The answer is “maybe”. In Asian aquaculture there are almost 424 cultured species, according to FAO data. The results on contamination in plant meals used in aquafeeds (fish and shrimp feeds) were compared to data available in published literature on contamination levels affecting rainbow trout, pacific white shrimp, carp and red tilapia in the case of deoxynivalenol. In Asian aquafeeds, aflatoxin contamination was close to 221ppb while contamination by fumonisins was up to 573ppb. Published research on mycotoxin contamination in Pacific white shrimp, black tiger shrimp, rainbow trout, Nile tilapia and carp showed contamination of aflatoxin to be as high as 2,500ppb in Nile tilapia and black tiger shrimp and with fumonisins at 5000ppb in carp and 150ppb in Nile tilapia fingerlings.
“Factors such as age, as well as nutritional and health status, rearing density and environmental conditions of animal tested influenced outcome of trials leading to variable sensitivity. It is difficult to estimate the risk that these concentrations have on aquaculture species, as most published studies investigating the effect of mycotoxins in aquaculture species tested contamination at unrealistically high levels to be present in aquafeeds. For industry use, it does not make any sense,” said Gonçalves.
“In risk mitigation, steps should be consciously taken based on indicators, to counter, in advance, the effects of mycotoxins in the aquaculture industry. One size-fits all solutions is not advisable.”
says Rui A. Gonçalves.
Clinical signs
Evaluating mycotoxin contamination is not a common practice since clinical signs on their effects in specific species have not been well investigated. Unlike in livestock where there are specific clinical signs for each mycotoxin, in aquaculture species, clinical signs are generally inexistent or subclinical.
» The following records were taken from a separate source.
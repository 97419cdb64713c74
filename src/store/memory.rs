// src/store/memory.rs
//! In-process store with the same constraints as the Postgres schema: NOT NULL
//! on required columns, foreign keys on every reference and the `TIMESTAMP`
//! cast of `end_date`.

use std::collections::HashMap;
use std::sync::atomic::{AtomicUsize, Ordering};
use std::sync::Arc;

use async_trait::async_trait;
use chrono::{DateTime, NaiveDate, NaiveDateTime, Utc};
use parking_lot::Mutex;

use super::{PollSession, PollStore, VoteOutcome};
use crate::error::PollError;
use crate::models::{NewPoll, NewVote, OptionRow, PollRow, RecordId};

#[derive(Debug, Clone)]
struct StoredPoll {
    id: RecordId,
    title: String,
    description: Option<String>,
    creator_id: Option<RecordId>,
    is_active: bool,
    end_date: Option<NaiveDateTime>,
    created_at: NaiveDateTime,
}

#[derive(Debug, Clone)]
struct StoredOption {
    id: RecordId,
    poll_id: RecordId,
    text: String,
    votes_count: i32,
}

#[derive(Debug, Clone, Copy)]
struct StoredVote {
    poll_id: RecordId,
    user_id: RecordId,
}

#[derive(Debug, Default)]
struct Tables {
    users: HashMap<RecordId, String>,
    polls: Vec<StoredPoll>,
    options: Vec<StoredOption>,
    votes: Vec<StoredVote>,
    last_poll_id: RecordId,
    last_option_id: RecordId,
}

#[derive(Clone, Default)]
pub struct MemoryStore {
    tables: Arc<Mutex<Tables>>,
    sessions_opened: Arc<AtomicUsize>,
}

impl MemoryStore {
    pub fn new() -> Self {
        Self::default()
    }

    pub fn with_user(self, id: RecordId, name: impl Into<String>) -> Self {
        self.tables.lock().users.insert(id, name.into());
        self
    }

    /// How many sessions have been handed out so far.
    pub fn sessions_opened(&self) -> usize {
        self.sessions_opened.load(Ordering::SeqCst)
    }

    pub fn vote_rows(&self) -> usize {
        self.tables.lock().votes.len()
    }

    pub fn poll_rows(&self) -> usize {
        self.tables.lock().polls.len()
    }
}

#[async_trait]
impl PollStore for MemoryStore {
    type Session = MemorySession;

    async fn open(&self) -> Result<MemorySession, PollError> {
        self.sessions_opened.fetch_add(1, Ordering::SeqCst);
        Ok(MemorySession {
            tables: Arc::clone(&self.tables),
        })
    }
}

pub struct MemorySession {
    tables: Arc<Mutex<Tables>>,
}

#[async_trait]
impl PollSession for MemorySession {
    async fn list_polls(&mut self) -> Result<Vec<PollRow>, PollError> {
        let tables = self.tables.lock();

        let mut polls: Vec<&StoredPoll> = tables.polls.iter().collect();
        polls.sort_by(|a, b| (b.created_at, b.id).cmp(&(a.created_at, a.id)));

        Ok(polls
            .into_iter()
            .map(|poll| PollRow {
                id: poll.id,
                title: poll.title.clone(),
                description: poll.description.clone(),
                is_active: poll.is_active,
                end_date: poll.end_date,
                created_at: poll.created_at,
                creator_id: poll.creator_id,
                creator_name: poll
                    .creator_id
                    .and_then(|id| tables.users.get(&id).cloned()),
                total_votes: tables.votes.iter().filter(|v| v.poll_id == poll.id).count() as i64,
            })
            .collect())
    }

    async fn list_options(&mut self, poll_id: RecordId) -> Result<Vec<OptionRow>, PollError> {
        let tables = self.tables.lock();

        let mut options: Vec<OptionRow> = tables
            .options
            .iter()
            .filter(|option| option.poll_id == poll_id)
            .map(|option| OptionRow {
                id: option.id,
                text: option.text.clone(),
                votes: option.votes_count,
            })
            .collect();
        options.sort_by_key(|option| option.id);

        Ok(options)
    }

    async fn create_poll(&mut self, poll: &NewPoll) -> Result<RecordId, PollError> {
        let mut tables = self.tables.lock();

        let title = poll
            .title
            .clone()
            .ok_or_else(|| PollError::constraint("polls.title must not be null"))?;
        let end_date = poll.end_date.as_deref().map(cast_timestamp).transpose()?;
        if let Some(creator_id) = poll.creator_id {
            if !tables.users.contains_key(&creator_id) {
                return Err(PollError::constraint(format!(
                    "polls.creator_id {creator_id} references no user"
                )));
            }
        }

        tables.last_poll_id += 1;
        let poll_id = tables.last_poll_id;
        tables.polls.push(StoredPoll {
            id: poll_id,
            title,
            description: poll.description.clone(),
            creator_id: poll.creator_id,
            is_active: true,
            end_date,
            created_at: Utc::now().naive_utc(),
        });

        for text in &poll.options {
            tables.last_option_id += 1;
            let id = tables.last_option_id;
            tables.options.push(StoredOption {
                id,
                poll_id,
                text: text.clone(),
                votes_count: 0,
            });
        }

        Ok(poll_id)
    }

    async fn record_vote(&mut self, vote: &NewVote) -> Result<VoteOutcome, PollError> {
        let mut tables = self.tables.lock();

        if let (Some(poll_id), Some(user_id)) = (vote.poll_id, vote.user_id) {
            let already = tables
                .votes
                .iter()
                .any(|v| v.poll_id == poll_id && v.user_id == user_id);
            if already {
                return Ok(VoteOutcome::AlreadyVoted);
            }
        }

        let poll_id = vote
            .poll_id
            .ok_or_else(|| PollError::constraint("votes.poll_id must not be null"))?;
        let user_id = vote
            .user_id
            .ok_or_else(|| PollError::constraint("votes.user_id must not be null"))?;
        let option_id = vote
            .option_id
            .ok_or_else(|| PollError::constraint("votes.option_id must not be null"))?;

        if !tables.users.contains_key(&user_id) {
            return Err(PollError::constraint(format!(
                "votes.user_id {user_id} references no user"
            )));
        }
        if !tables.polls.iter().any(|poll| poll.id == poll_id) {
            return Err(PollError::constraint(format!(
                "votes.poll_id {poll_id} references no poll"
            )));
        }
        let option = tables
            .options
            .iter_mut()
            .find(|option| option.id == option_id)
            .ok_or_else(|| {
                PollError::constraint(format!("votes.option_id {option_id} references no option"))
            })?;
        option.votes_count += 1;

        tables.votes.push(StoredVote { poll_id, user_id });
        Ok(VoteOutcome::Recorded)
    }
}

/// The subset of Postgres timestamp input the clients send: ISO 8601 with `T`
/// or a space, optional seconds and fraction, a bare date (midnight) or
/// RFC 3339. An offset is dropped and the wall-clock time kept, as Postgres
/// does for `TIMESTAMP`.
fn cast_timestamp(raw: &str) -> Result<NaiveDateTime, PollError> {
    if let Ok(with_offset) = DateTime::parse_from_rfc3339(raw) {
        return Ok(with_offset.naive_local());
    }

    for format in [
        "%Y-%m-%dT%H:%M:%S%.f",
        "%Y-%m-%dT%H:%M:%S",
        "%Y-%m-%dT%H:%M",
        "%Y-%m-%d %H:%M:%S%.f",
        "%Y-%m-%d %H:%M:%S",
        "%Y-%m-%d %H:%M",
    ] {
        if let Ok(parsed) = NaiveDateTime::parse_from_str(raw, format) {
            return Ok(parsed);
        }
    }

    NaiveDate::parse_from_str(raw, "%Y-%m-%d")
        .ok()
        .and_then(|date| date.and_hms_opt(0, 0, 0))
        .ok_or_else(|| PollError::InvalidEndDate(raw.to_string()))
}

#[cfg(test)]
mod tests {
    use super::*;

    fn at(hour: u32, minute: u32) -> NaiveDateTime {
        NaiveDate::from_ymd_opt(2025, 1, 31)
            .unwrap()
            .and_hms_opt(hour, minute, 0)
            .unwrap()
    }

    #[test]
    fn timestamps_in_the_shapes_postgres_accepts() {
        assert_eq!(cast_timestamp("2025-01-31").unwrap(), at(0, 0));
        assert_eq!(cast_timestamp("2025-01-31T00:00").unwrap(), at(0, 0));
        assert_eq!(cast_timestamp("2025-01-31T00:00:00").unwrap(), at(0, 0));
        assert_eq!(cast_timestamp("2025-01-31T00:00:00Z").unwrap(), at(0, 0));
        assert_eq!(cast_timestamp("2025-01-31 10:00").unwrap(), at(10, 0));
        assert_eq!(cast_timestamp("2025-01-31 10:00:00").unwrap(), at(10, 0));
        assert_eq!(
            cast_timestamp("2025-01-31T10:30:00+03:00").unwrap(),
            at(10, 30)
        );
    }

    #[test]
    fn blank_or_garbage_is_rejected() {
        assert!(matches!(
            cast_timestamp(""),
            Err(PollError::InvalidEndDate(_))
        ));
        assert!(matches!(
            cast_timestamp("next friday"),
            Err(PollError::InvalidEndDate(_))
        ));
    }

    #[tokio::test]
    async fn vote_from_unknown_user_is_rejected() {
        let store = MemoryStore::new().with_user(1, "Alice");
        let mut session = store.open().await.unwrap();
        let poll_id = session
            .create_poll(&NewPoll {
                title: Some("Lunch".to_string()),
                options: vec!["Soup".to_string()],
                ..Default::default()
            })
            .await
            .unwrap();
        let option_id = session.list_options(poll_id).await.unwrap()[0].id;

        let result = session
            .record_vote(&NewVote {
                poll_id: Some(poll_id),
                option_id: Some(option_id),
                user_id: Some(99),
            })
            .await;

        assert!(matches!(result, Err(PollError::Constraint(_))));
        assert_eq!(store.vote_rows(), 0);
        assert_eq!(session.list_options(poll_id).await.unwrap()[0].votes, 0);
    }
}
// handlers.rs
use std::collections::HashMap;
use std::sync::Arc;

use axum::body::{Body, Bytes};
use axum::extract::{Query, State};
use axum::http::{Method, StatusCode};
use axum::response::{IntoResponse, Response};
use axum::Json;
use tracing::error;

use crate::api::{cors_headers, ErrorResult, PollRequest, PollResponse};
use crate::error::PollError;
use crate::poll::PollService;
use crate::store::PollStore;

/// Single entry point for every method and path; the service does the routing.
pub async fn dispatch<S: PollStore>(
    State(service): State<Arc<PollService<S>>>,
    method: Method,
    Query(query): Query<HashMap<String, String>>,
    body: Bytes,
) -> Response {
    let mut request = PollRequest::new(method).with_query(query);
    if !body.is_empty() {
        request = request.with_body(String::from_utf8_lossy(&body).into_owned());
    }

    match service.handle(request).await.and_then(render) {
        Ok(response) => response,
        Err(e) => {
            error!("Request failed: {}", e);
            internal_error(&e)
        }
    }
}

fn render(response: PollResponse) -> Result<Response, PollError> {
    let body = response.body_text()?;
    Ok((response.status, response.headers, Body::from(body)).into_response())
}

fn internal_error(e: &PollError) -> Response {
    (
        StatusCode::INTERNAL_SERVER_ERROR,
        cors_headers(),
        Json(ErrorResult::new(e.to_string())),
    )
        .into_response()
}
// src/store/mod.rs
//! Storage seam for the poll operations.
//!
//! A [`PollStore`] hands out one [`PollSession`] per request. The session owns
//! its connection and gives it back when dropped, so every exit path of a
//! request releases it.

use async_trait::async_trait;

use crate::error::PollError;
use crate::models::{NewPoll, NewVote, OptionRow, PollRow, RecordId};

pub mod memory;
pub mod postgres;

pub use memory::MemoryStore;
pub use postgres::PgStore;

#[derive(Debug, Clone, Copy, PartialEq, Eq)]
pub enum VoteOutcome {
    Recorded,
    AlreadyVoted,
}

#[async_trait]
pub trait PollStore: Send + Sync + 'static {
    type Session: PollSession;

    async fn open(&self) -> Result<Self::Session, PollError>;
}

#[async_trait]
pub trait PollSession: Send {
    /// Every poll, newest first, with creator name and vote total.
    async fn list_polls(&mut self) -> Result<Vec<PollRow>, PollError>;

    /// Options of one poll in ascending id order.
    async fn list_options(&mut self, poll_id: RecordId) -> Result<Vec<OptionRow>, PollError>;

    /// Writes the poll and its options in the given order, all or nothing.
    async fn create_poll(&mut self, poll: &NewPoll) -> Result<RecordId, PollError>;

    /// Checks for an earlier vote by the same user on the same poll, then
    /// stores the vote and bumps the option's counter by one.
    async fn record_vote(&mut self, vote: &NewVote) -> Result<VoteOutcome, PollError>;
}
// src/poll.rs
use http::{Method, StatusCode};
use tracing::{info, info_span, warn, Instrument};
use uuid::Uuid;

use crate::api::{
    Action, CreatePollBody, CreateResult, ErrorResult, ListResult, PollRequest, PollResponse,
    PollView, ResponseBody, VoteBody, VoteResult,
};
use crate::error::PollError;
use crate::models::NewVote;
use crate::store::{PollSession, PollStore, VoteOutcome};

/// Routes a request to list, create or vote. Each call that needs storage
/// opens its own session and drops it before returning.
pub struct PollService<S> {
    store: S,
}

impl<S: PollStore> PollService<S> {
    pub fn new(store: S) -> Self {
        Self { store }
    }

    pub fn store(&self) -> &S {
        &self.store
    }

    pub async fn handle(&self, request: PollRequest) -> Result<PollResponse, PollError> {
        let span = info_span!("poll_request", request_id = %Uuid::new_v4(), method = %request.method);
        self.dispatch(request).instrument(span).await
    }

    async fn dispatch(&self, request: PollRequest) -> Result<PollResponse, PollError> {
        match request.method {
            Method::OPTIONS => Ok(PollResponse::preflight()),
            Method::GET => self.list().await,
            Method::POST => match Action::parse(request.body_text())? {
                Action::Create(body) => self.create(body).await,
                Action::Vote(body) => self.vote(body).await,
                Action::Unknown(action) => {
                    warn!(?action, "unrecognized action");
                    Ok(PollResponse::method_not_allowed())
                }
            },
            _ => Ok(PollResponse::method_not_allowed()),
        }
    }

    async fn list(&self) -> Result<PollResponse, PollError> {
        let mut session = self.store.open().await?;

        let rows = session.list_polls().await?;
        let mut polls = Vec::with_capacity(rows.len());
        for row in rows {
            let options = session.list_options(row.id).await?;
            polls.push(PollView::new(row, options));
        }

        Ok(PollResponse::json(
            StatusCode::OK,
            ResponseBody::List(ListResult { polls }),
        ))
    }

    async fn create(&self, body: CreatePollBody) -> Result<PollResponse, PollError> {
        let poll = body.into_new_poll();
        let mut session = self.store.open().await?;

        let poll_id = session.create_poll(&poll).await?;
        info!(poll_id, options = poll.options.len(), creator_id = ?poll.creator_id, "poll created");

        Ok(PollResponse::json(
            StatusCode::CREATED,
            ResponseBody::Created(CreateResult {
                success: true,
                poll_id,
            }),
        ))
    }

    async fn vote(&self, body: VoteBody) -> Result<PollResponse, PollError> {
        let vote: NewVote = body.into();
        let mut session = self.store.open().await?;

        match session.record_vote(&vote).await? {
            VoteOutcome::Recorded => {
                info!(poll_id = ?vote.poll_id, option_id = ?vote.option_id, user_id = ?vote.user_id, "vote recorded");
                Ok(PollResponse::json(
                    StatusCode::OK,
                    ResponseBody::Voted(VoteResult { success: true }),
                ))
            }
            VoteOutcome::AlreadyVoted => {
                warn!(poll_id = ?vote.poll_id, user_id = ?vote.user_id, "duplicate vote rejected");
                Ok(PollResponse::json(
                    StatusCode::BAD_REQUEST,
                    ResponseBody::Error(ErrorResult::new("Already voted")),
                ))
            }
        }
    }
}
Mycotoxin contamination could represent a hidden problem which can lead to increased disease susceptibility and poor performance. There is the general effect of suppression of feed intake but then, it was pointed out, many adverse conditions affect feed intake. A common reported impact has been in liver and gut health which are associated with immunosuppression. Gonçalves noted, “Clinical signs are generally misleading or easily associated with other pathogens.”
Some clinical signs for specific mycotoxins were discussed. Fumonisins contamination is common in corn and the target organs are liver, kidney and the brain. A reduction in weight gain and lesions in the mouth occurred in carp fed with 500ppb fumonisins, according to Petrinec et al. (2004). A synergistic effect with aflatoxin B1 (AFB 1 ) has been well established.